I am afraid I will lose.

If I do it, I will be selling my 5DmkII...

My question is simple. How do I find out how many shutter actuations it has?


----------



## fjrabon (Jun 22, 2012)

so you're going to buy a 5DmkII and sell your 5DmkII?  You are getting antsy for new gear.


----------



## Bitter Jeweler (Jun 22, 2012)

Hahaha! Yeah, I edited in the third 'I'.

Yeah, and maybe the MP-E 65mm too.


----------



## KenC (Jun 22, 2012)

So you're actually going to do it without first posting a thread asking all of us whether it's time for you to upgrade?  How inconsiderate!


----------



## sm4him (Jun 22, 2012)

Bitter Jeweler said:


> Hahaha! Yeah, I edited in the third 'I'.
> 
> Yeah, and *maybe the MP-E 65mm too*.



<wipes drool off keyboard>
Just google "shutter actuations"--there's simple little software downloads. I use one for my D5100 that you just take a picture, then use the software to tell you the number of shutter actuations based on that.  Don't remember if the one I downloaded works for Canon; I'd look at it when I get home, but I suspect you'll have your answer by then.


----------



## cgipson1 (Jun 22, 2012)

Nah... get a D800! You will love it!


----------



## Espike (Jun 22, 2012)

http://blog.planet5d.com/548

This one says it works for any EOS with a Digic III/IV. I've heard people say it works well with the 5D2.


----------



## fjrabon (Jun 22, 2012)

I'm really confused as to why this thread doesn't have a link to 30 different bodies and 140 different lenses, asking us to list all the pros and cons for every single one.  Then we can have a new thread the next day where the list is drastically cut down to 27 different bodies and 135 different lenses!

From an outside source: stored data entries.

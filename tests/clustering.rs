use std::collections::BTreeSet;

use chainviz_layout::graph::{Category, Graph, Link, Node};
use chainviz_layout::{ClusterOptions, cluster_graph, expand_all, expand_cluster};

fn mesh() -> Graph {
    let positions = [(0.0, 0.0), (30.0, 0.0), (15.0, 25.0), (60.0, 40.0), (10.0, 70.0)];
    let nodes = positions
        .iter()
        .enumerate()
        .map(|(i, &(x, y))| Node::new(format!("n{i}"), Category::Address).at(x, y))
        .collect::<Vec<_>>();
    let mut links = Vec::new();
    for a in 0..positions.len() {
        for b in (a + 1)..positions.len() {
            links.push(Link::new(format!("n{a}"), format!("n{b}"), 1.0));
        }
    }
    Graph::from_parts(nodes, links).0
}

fn scattered(count: usize) -> Graph {
    let nodes = (0..count)
        .map(|i| {
            let x = ((i * 37) % 101) as f32 * 7.0;
            let y = ((i * 53) % 97) as f32 * 5.0;
            let group = if i % 3 == 0 { "exchange" } else { "wallet" };
            Node::new(format!("n{i}"), Category::Address)
                .at(x, y)
                .with_group(group)
        })
        .collect::<Vec<_>>();
    let links = (0..count * 2)
        .map(|i| {
            let source = (i * 13) % count;
            let target = (i * 29 + 7) % count;
            Link::new(format!("n{source}"), format!("n{target}"), 1.0 + (i % 5) as f32)
        })
        .collect::<Vec<_>>();
    Graph::from_parts(nodes, links).0
}

fn options(distance_threshold: f32, preserve_groups: bool) -> ClusterOptions {
    ClusterOptions {
        distance_threshold,
        preserve_groups,
    }
}

fn link_set(graph: &Graph) -> Vec<(String, String, u32)> {
    let mut links = graph
        .links()
        .iter()
        .map(|link| (link.source.clone(), link.target.clone(), link.weight.to_bits()))
        .collect::<Vec<_>>();
    links.sort();
    links
}

#[test]
fn zero_threshold_is_a_no_op() {
    let graph = mesh();
    let outcome = cluster_graph(&graph, &options(0.0, false));

    assert_eq!(outcome.graph.node_count(), 5);
    assert!(outcome.graph.nodes().iter().all(|node| !node.is_cluster()));
    assert_eq!(outcome.graph.nodes(), graph.nodes());
    assert_eq!(outcome.graph.links(), graph.links());
    assert!(outcome.cluster_map.iter().all(|(id, owner)| id == owner));
}

#[test]
fn infinite_threshold_collapses_mesh() {
    let outcome = cluster_graph(&mesh(), &options(f32::INFINITY, false));

    assert_eq!(outcome.graph.node_count(), 1);
    let cluster = &outcome.graph.nodes()[0];
    assert_eq!(cluster.cluster_size(), Some(5));
    assert_eq!(outcome.graph.link_count(), 0);
    assert_eq!(outcome.intra_weight, 10.0);
    assert_eq!(outcome.cross_weight, 0.0);
}

#[test]
fn clustering_is_deterministic() {
    let graph = scattered(120);
    let first = cluster_graph(&graph, &options(60.0, true));
    let second = cluster_graph(&graph, &options(60.0, true));

    assert_eq!(first.cluster_map, second.cluster_map);
    assert_eq!(link_set(&first.graph), link_set(&second.graph));
}

#[test]
fn link_weight_is_conserved() {
    let graph = scattered(150);
    for threshold in [0.0, 25.0, 80.0, 400.0, f32::INFINITY] {
        let outcome = cluster_graph(&graph, &options(threshold, false));
        let verbatim = outcome
            .graph
            .links()
            .iter()
            .filter(|link| !link.is_aggregate())
            .map(|link| link.weight)
            .sum::<f32>();
        let total = verbatim + outcome.cross_weight + outcome.intra_weight;
        assert!(
            (total - graph.total_link_weight()).abs() < 1.0e-2,
            "threshold {threshold}: {total} vs {}",
            graph.total_link_weight()
        );
    }
}

#[test]
fn expansion_inverts_clustering() {
    let graph = scattered(90);
    for threshold in [10.0, 45.0, 150.0, f32::INFINITY] {
        let mut clustered = cluster_graph(&graph, &options(threshold, true)).graph;
        expand_all(&mut clustered).unwrap();

        let mut expected = graph.nodes().to_vec();
        let mut actual = clustered.nodes().to_vec();
        expected.sort_by(|a, b| a.id.cmp(&b.id));
        actual.sort_by(|a, b| a.id.cmp(&b.id));
        assert_eq!(actual, expected, "threshold {threshold}");
        assert_eq!(link_set(&clustered), link_set(&graph), "threshold {threshold}");
    }
}

#[test]
fn preserve_groups_never_mixes_groups() {
    let graph = scattered(150);
    let outcome = cluster_graph(&graph, &options(f32::INFINITY, true));

    assert_eq!(outcome.graph.node_count(), 2);
    for cluster in outcome.graph.nodes() {
        let data = cluster.cluster.as_ref().unwrap();
        let groups = data
            .members
            .iter()
            .map(|member| member.group.clone())
            .collect::<BTreeSet<_>>();
        assert_eq!(groups.len(), 1);
        assert_eq!(cluster.group, data.members[0].group);
    }
}

fn node_ids(graph: &Graph) -> Vec<String> {
    let mut ids = graph.nodes().iter().map(|node| node.id.clone()).collect::<Vec<_>>();
    ids.sort();
    ids
}

fn assert_unique_ids(graph: &Graph) {
    let ids = node_ids(graph);
    let unique = ids.iter().collect::<BTreeSet<_>>();
    assert_eq!(unique.len(), ids.len(), "duplicate node ids: {ids:?}");
}

#[test]
fn reclustering_never_reuses_hidden_ids() {
    let positions = [
        ("a", 0.0),
        ("cluster-1", 1.0),
        ("p", 50.0),
        ("q", 51.0),
        ("r", 1000.0),
        ("s", 1001.0),
        ("t", 1050.0),
        ("u", 1051.0),
    ];
    let nodes = positions
        .iter()
        .map(|&(id, x)| Node::new(id, Category::Address).at(x, 0.0))
        .collect::<Vec<_>>();
    let links = vec![
        Link::new("a", "cluster-1", 1.0),
        Link::new("a", "p", 2.0),
        Link::new("r", "t", 3.0),
    ];
    let (graph, _) = Graph::from_parts(nodes, links);

    let once = cluster_graph(&graph, &options(10.0, false)).graph;
    assert_eq!(
        node_ids(&once),
        vec!["cluster-0", "cluster-1-1", "cluster-2", "cluster-3"]
    );

    let mut twice = cluster_graph(&once, &options(150.0, false)).graph;
    assert_eq!(twice.node_count(), 2);
    assert!(!twice.contains("cluster-1"));
    let outer = twice.nodes()[0].id.clone();
    assert_eq!(outer, "cluster-0-1");

    expand_cluster(&mut twice, &outer).unwrap();
    assert_unique_ids(&twice);
    expand_cluster(&mut twice, "cluster-0").unwrap();
    assert_unique_ids(&twice);
    assert!(twice.node("cluster-1").is_some_and(|node| !node.is_cluster()));

    expand_all(&mut twice).unwrap();
    assert_eq!(node_ids(&twice), node_ids(&graph));
    assert_eq!(link_set(&twice), link_set(&graph));
}
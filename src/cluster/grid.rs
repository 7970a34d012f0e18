use std::collections::HashMap;

use emath::Vec2;

fn cell_key(point: Vec2, cell_size: f32) -> u64 {
    let cell_x = (point.x / cell_size).floor() as i32;
    let cell_y = (point.y / cell_size).floor() as i32;
    ((cell_x as u32 as u64) << 32) | (cell_y as u32 as u64)
}

fn neighbor_keys(point: Vec2, cell_size: f32) -> impl Iterator<Item = u64> {
    let cell_x = (point.x / cell_size).floor() as i32;
    let cell_y = (point.y / cell_size).floor() as i32;
    (-1..=1).flat_map(move |dx: i32| {
        (-1..=1).map(move |dy: i32| {
            let x = cell_x.saturating_add(dx);
            let y = cell_y.saturating_add(dy);
            ((x as u32 as u64) << 32) | (y as u32 as u64)
        })
    })
}

/// Buckets cluster centroids into square cells as wide as the join radius, so every
/// candidate within the radius lives in the 3x3 block around the probe.
pub(super) struct CentroidGrid {
    cell_size: f32,
    cells: HashMap<u64, Vec<usize>>,
    keys: Vec<u64>,
}

impl CentroidGrid {
    pub(super) fn new(cell_size: f32) -> Self {
        Self {
            cell_size,
            cells: HashMap::new(),
            keys: Vec::new(),
        }
    }

    /// Registers cluster `slot`; slots must be inserted in order.
    pub(super) fn insert(&mut self, slot: usize, centroid: Vec2) {
        debug_assert_eq!(slot, self.keys.len());
        let key = cell_key(centroid, self.cell_size);
        self.cells.entry(key).or_default().push(slot);
        self.keys.push(key);
    }

    pub(super) fn relocate(&mut self, slot: usize, centroid: Vec2) {
        let key = cell_key(centroid, self.cell_size);
        let previous = self.keys[slot];
        if key == previous {
            return;
        }
        if let Some(bucket) = self.cells.get_mut(&previous) {
            bucket.retain(|&candidate| candidate != slot);
            if bucket.is_empty() {
                self.cells.remove(&previous);
            }
        }
        self.cells.entry(key).or_default().push(slot);
        self.keys[slot] = key;
    }

    /// Slots whose cell touches the block around `point`, in ascending order.
    pub(super) fn candidates(&self, point: Vec2) -> Vec<usize> {
        let mut out = neighbor_keys(point, self.cell_size)
            .filter_map(|key| self.cells.get(&key))
            .flatten()
            .copied()
            .collect::<Vec<_>>();
        out.sort_unstable();
        out.dedup();
        out
    }
}

#[cfg(test)]
mod tests {
    use emath::vec2;

    use super::*;

    #[test]
    fn candidates_cover_neighboring_cells() {
        let mut grid = CentroidGrid::new(10.0);
        grid.insert(0, vec2(1.0, 1.0));
        grid.insert(1, vec2(-9.0, 12.0));
        grid.insert(2, vec2(45.0, 45.0));

        assert_eq!(grid.candidates(vec2(2.0, 2.0)), vec![0, 1]);
        assert_eq!(grid.candidates(vec2(41.0, 38.0)), vec![2]);
    }

    #[test]
    fn relocate_moves_between_cells() {
        let mut grid = CentroidGrid::new(10.0);
        grid.insert(0, vec2(1.0, 1.0));
        grid.relocate(0, vec2(55.0, 55.0));

        assert!(grid.candidates(vec2(1.0, 1.0)).is_empty());
        assert_eq!(grid.candidates(vec2(52.0, 58.0)), vec![0]);
    }
}
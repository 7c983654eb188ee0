use std::fs;

use clap::Parser;
use mu_lang::get_result;

/// mu is a tiny dynamically-typed expression language with closures.
#[derive(Parser, Debug)]
#[command(version, about, long_about = None)]
struct Args {
    /// Tells mu to look at a file instead of a script.
    #[arg(short, long)]
    file: bool,

    /// Pipe mode automatically prints out the final value of a mu program.
    #[arg(short, long)]
    pipe_mode: bool,

    contents: String,
}

fn main() {
    let args = Args::parse();

    let script = if args.file {
        fs::read_to_string(&args.contents).unwrap_or_else(|_| {
            eprintln!("Failed to read the input file '{}'. Perhaps this file does not exist?",
                      &args.contents);
            std::process::exit(1);
        })
    } else {
        args.contents
    };

    if let Err(e) = get_result(&script, args.pipe_mode) {
        eprintln!("{e}");
    }
}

Then when you finally do make a choice you can use your equipment with almost no regard for things like ISO, Shutter Speed and Aperture and ask us all why your photos aren't sharp, and then claim that the EXIF data must be wrong, because you know you shot that at ISO600, not ISO 6000


----------



## Overread (Jun 22, 2012)

You send it back to Canon

Or you trust random 3rd party software that might work

Or you just give the rough number based on your photos numbering system (but that only works if you havn't re-set it ever and it does not count liveview uses either). 


Also Bitter + MPE65mm = Random crazy possibilities with macro subjects!


----------



## Bitter Jeweler (Jun 22, 2012)

KenC said:


> So you're actually going to do it without first posting a thread asking all of us whether it's time for you to upgrade?  How inconsiderate!


 
I am nothing, if not inconsiderate! Oh, wait!


sm4him said:


> Bitter Jeweler said:
> 
> 
> > Hahaha! Yeah, I edited in the third 'I'.
> ...


I was hoping someone would have suggested Google!
Karma is a b!tch, ain't it?



cgipson1 said:


> Nah... get a D800! You will love it!


Man, I have thought about jumping ships a couple times, but man...too much to try to sell. Re-acquiring gear would be fun, but selling it would be a pain. I don't even want to hassle with selling the mkII, but I would want more than what the store would offer in trade.



Espike said:


> http://blog.planet5d.com/548
> 
> This one says it works for any EOS with a Digic III/IV. I've heard people say it works well with the 5D2.



THANK YOU!



fjrabon said:


> I'm really confused as to why this thread doesn't have a link to 30 different bodies and 140 different lenses, asking us to list all the pros and cons for every single one.  Then we can have a new thread the next day where the list is drastically cut down to 27 different bodies and 135 different lenses!
> 
> Then when you finally do make a choice you can use your equipment with almost no regard for things like ISO, Shutter Speed and Aperture and ask us all why your photos aren't sharp, and then claim that the EXIF data must be wrong, because you know you shot that at ISO600, not ISO 6000


*pfft* I know what I want, and why I want it. 
Besides, it's easier to pass off poor image quality as being Flickrs fault!



Overread said:


> You send it back to Canon
> 
> Or you trust random 3rd party software that might work
> 
> Or you just give the rough number based on your photos numbering system (but that only works if you havn't re-set it ever and it does not count liveview uses either).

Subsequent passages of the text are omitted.